One example of a Godly aspiration involves a person who seeks the office of a spiritual overseer or “bishop.” A man who holds that ambition is someone who pursues a “good work” (ASV), an “honorable position” (NLT), or an “excellent task” (AMP).
Before we consider the qualifications for this position, let’s take a closer look at this job description…
“The word ‘bishop’ is the rendering of episkopos. The verbal form is episkopeo, ‘to look over, to oversee, to superintend, to exercise oversight or care over.’ The word came originally from secular life, referring to the foreman of a construction gang, or the supervisor of building construction, for instance.
Thayer defines the word; ‘an overseer, a man charged with the duty of seeing that things to be done by others are done rightly, any curator, guardian, or superintendent.’ The word was taken up by the Church, and designated an overseer of any Christian church. The responsibilities of this office have to do with the oversight and direction of the spiritual life of the local church.” (1)

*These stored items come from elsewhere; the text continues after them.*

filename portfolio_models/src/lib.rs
pub mod contact;
pub mod relay;
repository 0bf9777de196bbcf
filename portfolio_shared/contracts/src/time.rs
use chrono::{DateTime, Utc};

#[cfg_attr(feature = "mock", mockall::automock)]
pub trait TimeService: Send + Sync + 'static {
    /// Returns the current time.
    fn now(&self) -> DateTime<Utc>;
}

#[cfg(feature = "mock")]
impl MockTimeService {
    pub fn with_now(mut self, time: DateTime<Utc>) -> Self {
        self.expect_now().once().return_const(time);
        self
    }
}
use std::{ops::Deref, sync::LazyLock};

use portfolio_utils::portfolio_version;

pub static USER_AGENT: LazyLock<String> = LazyLock::new(|| {
    let name = env!("CARGO_PKG_NAME");
    let version = portfolio_version();

    format!("Portfolio Contact Backend ({name}, Version {version})")
});

#[derive(Debug, Clone)]
pub struct HttpClient(reqwest::Client);

impl Deref for HttpClient {
    type Target = reqwest::Client;

    fn deref(&self) -> &Self::Target {
        &self.0
    }
}

impl Default for HttpClient {
    fn default() -> Self {
        Self(
            reqwest::Client::builder()
                .user_agent(&*USER_AGENT)
                .build()
                .unwrap(),
        )
    }
}
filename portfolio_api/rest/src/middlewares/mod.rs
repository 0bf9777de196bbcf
pub mod trace;
pub mod messages;
pub mod serve;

Another source provides us with further insight into the responsibilities that accompany this role…
“His duties included ruling (1 Tim. 5:17), pastoring or shepherding the flock (Acts 20:28; 1 Peter 5:2), guarding the truth (Titus 1:9), and general oversight of the work, including finances (Acts 11:30).” (3)
As mentioned earlier, several other New Testament words are closely aligned with this position including…

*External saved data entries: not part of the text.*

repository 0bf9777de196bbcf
use std::sync::Arc;

use percent_encoding::{utf8_percent_encode, AsciiSet, NON_ALPHANUMERIC};
use portfolio_core_contact_contracts::{ContactService, ContactSubmitError, ContactSubmitOutcome};
use portfolio_extern_contracts::relay::RelayApiService;
use portfolio_models::contact::{ContactForm, ContactSubmission};
use portfolio_persistence_contracts::MessageLog;
use portfolio_shared_contracts::time::TimeService;
use tracing::{debug, error, info, warn};

/// Characters left as-is in `mailto:` query values (RFC 3986 unreserved).
const MAILTO_VALUE: &AsciiSet = &NON_ALPHANUMERIC
    .remove(b'-')
    .remove(b'.')
    .remove(b'_')
    .remove(b'~');

#[derive(Debug, Clone)]
pub struct ContactServiceImpl<Time, Log, Relay> {
    time: Time,
    log: Log,
    relay: Relay,
    config: ContactServiceConfig,
}

#[derive(Debug, Clone, Default)]
pub struct ContactServiceConfig {
    /// Identifier the relay forwards submissions to. `None` disables the relay.
    pub relay_destination: Option<Arc<str>>,
}

impl<Time, Log, Relay> ContactServiceImpl<Time, Log, Relay> {
    pub fn new(time: Time, log: Log, relay: Relay, config: ContactServiceConfig) -> Self {
        Self {
            time,
            log,
            relay,
            config,
        }
    }
}

impl<Time, Log, Relay> ContactService for ContactServiceImpl<Time, Log, Relay>
where
    Time: TimeService,
    Log: MessageLog,
    Relay: RelayApiService,
{
    #[tracing::instrument(skip_all)]
    async fn submit(&self, form: ContactForm) -> Result<ContactSubmitOutcome, ContactSubmitError> {
        let submission = ContactSubmission::new(self.time.now(), form).map_err(|empty_fields| {
            debug!(?empty_fields, "rejecting contact submission");
            ContactSubmitError::Validation(empty_fields)
        })?;

        self.log.append(&submission).await.map_err(|err| {
            error!("Failed to save contact submission: {err:#}");
            ContactSubmitError::Persistence(err)
        })?;
        info!(timestamp = %submission.timestamp, "saved contact submission");

        let Some(destination) = self.config.relay_destination.as_deref() else {
            return Ok(ContactSubmitOutcome::SavedLocallyOnly);
        };

        match self.relay.forward(destination, &submission).await {
            Ok(()) => {
                info!(destination, "delivered contact submission");
                Ok(ContactSubmitOutcome::Delivered)
            }
            Err(err) => {
                warn!(destination, "Failed to deliver contact submission: {err:#}");
                Ok(ContactSubmitOutcome::SavedWithFallback {
                    fallback_link: fallback_link(destination, &submission),
                })
            }
        }
    }
}

/// Builds a `mailto:` link to `recipient` pre-filled with the submission.
pub fn fallback_link(recipient: &str, submission: &ContactSubmission) -> String {
    let subject = format!("Website Message from {}", submission.name.as_str());
    format!(
        "mailto:{recipient}?subject={}&body={}",
        utf8_percent_encode(&subject, MAILTO_VALUE),
        utf8_percent_encode(submission.message.as_str(), MAILTO_VALUE),
    )
}

#[cfg(test)]
mod tests {
    use portfolio_demo::{form, JANE, MAX, RELAY_DESTINATION};
    use portfolio_extern_contracts::relay::MockRelayApiService;
    use portfolio_models::contact::ContactField;
    use portfolio_persistence_contracts::MockMessageLog;
    use portfolio_shared_contracts::time::MockTimeService;
    use portfolio_utils::assert_matches;

    use super::*;

    type Sut = ContactServiceImpl<MockTimeService, MockMessageLog, MockRelayApiService>;

    fn relay_config() -> ContactServiceConfig {
        ContactServiceConfig {
            relay_destination: Some(RELAY_DESTINATION.into()),
        }
    }

    #[tokio::test]
    async fn saved_locally_only() {
        // Arrange
        let time = MockTimeService::new().with_now(JANE.timestamp);
        let log = MockMessageLog::new().with_append(JANE.clone(), true);
        let relay = MockRelayApiService::new();

        let sut: Sut = ContactServiceImpl::new(time, log, relay, Default::default());

        // Act
        let result = sut.submit(form(&JANE)).await;

        // Assert
        assert_eq!(result.unwrap(), ContactSubmitOutcome::SavedLocallyOnly);
    }

    #[tokio::test]
    async fn delivered() {
        // Arrange
        let time = MockTimeService::new().with_now(JANE.timestamp);
        let log = MockMessageLog::new().with_append(JANE.clone(), true);
        let relay =
            MockRelayApiService::new().with_forward(RELAY_DESTINATION.into(), JANE.clone(), true);

        let sut: Sut = ContactServiceImpl::new(time, log, relay, relay_config());

        // Act
        let result = sut.submit(form(&JANE)).await;

        // Assert
        assert_eq!(result.unwrap(), ContactSubmitOutcome::Delivered);
    }

    #[tokio::test]
    async fn relay_failure_falls_back_to_mailto() {
        // Arrange
        let time = MockTimeService::new().with_now(JANE.timestamp);
        let log = MockMessageLog::new().with_append(JANE.clone(), true);
        let relay =
            MockRelayApiService::new().with_forward(RELAY_DESTINATION.into(), JANE.clone(), false);

        let sut: Sut = ContactServiceImpl::new(time, log, relay, relay_config());

        // Act
        let result = sut.submit(form(&JANE)).await;

        // Assert
        assert_eq!(
            result.unwrap(),
            ContactSubmitOutcome::SavedWithFallback {
                fallback_link: "mailto:owner@example.com?subject=Website%20Message%20from%20Jane%20Doe&body=Hello%20there".into()
            }
        );
    }

    #[tokio::test]
    async fn empty_fields() {
        // Arrange
        let sut: Sut = ContactServiceImpl::new(
            MockTimeService::new().with_now(JANE.timestamp),
            MockMessageLog::new(),
            MockRelayApiService::new(),
            relay_config(),
        );

        let input = ContactForm {
            name: "  ".into(),
            email: "jane@example.com".into(),
            message: "".into(),
        };

        // Act
        let result = sut.submit(input).await;

        // Assert
        assert_matches!(
            result,
            Err(ContactSubmitError::Validation(fields))
                if fields == &[ContactField::Name, ContactField::Message]
        );
    }

    #[tokio::test]
    async fn persistence_error_skips_relay() {
        // Arrange
        let time = MockTimeService::new().with_now(JANE.timestamp);
        let log = MockMessageLog::new().with_append(JANE.clone(), false);
        let relay = MockRelayApiService::new();

        let sut: Sut = ContactServiceImpl::new(time, log, relay, relay_config());

        // Act
        let result = sut.submit(form(&JANE)).await;

        // Assert
        assert_matches!(result, Err(ContactSubmitError::Persistence(_)));
    }

    #[test]
    fn fallback_link_encoding() {
        let link = fallback_link(RELAY_DESTINATION, &MAX);
        assert_eq!(
            link,
            "mailto:owner@example.com\
             ?subject=Website%20Message%20from%20Max%20%22Maxi%22%20Mustermann\
             &body=Hi%2C%0AI%20liked%20your%20projects%2C%20especially%20the%20one%20about%20Snowflake.%0A%0AGr%C3%BC%C3%9Fe%2C%20Max"
        );
    }

    #[test]
    fn fallback_link_without_recipient() {
        let link = fallback_link("", &JANE);
        assert!(link.starts_with("mailto:?subject="));
    }
}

- “Elder” (presbuteros, Acts 20:17, Titus 1:5).
- “Pastor” (poimenas, Ephesians 4:11, see also 1 Peter 5:2).
- “Rulers” (proistamenoi, Romans 12:8, see also 1 Thessalonians 5:12-13).
- “Overseer” (Acts 20:28).
These designations identify a man who exercises spiritual care and authority over a church congregation. Words like “ruler” and “overseer” are self-explanatory in this respect while “pastor” offers an easily-recognizable association with a shepherd who provides spiritual leadership. However, we might question why the words “bishop” and “elder” seem to be used interchangeably to describe this role.
Once source offers the following response to that question…
“The answer is that presbuteros (G4245) described these leaders of the Church as they personally were. They were the elder men, the older and respected members of the community. Episkopos (G1985), on the other hand, described their function, which was to oversee the life and the work of the Church. The one word described the man; the other described his task.” (3)
(1) Kenneth S. Wuest, Word Studies in the Greek New Testament [1 Timothy 3:1] Copyright © 1942-55 by Wm. B. Eerdmans Publishing Co.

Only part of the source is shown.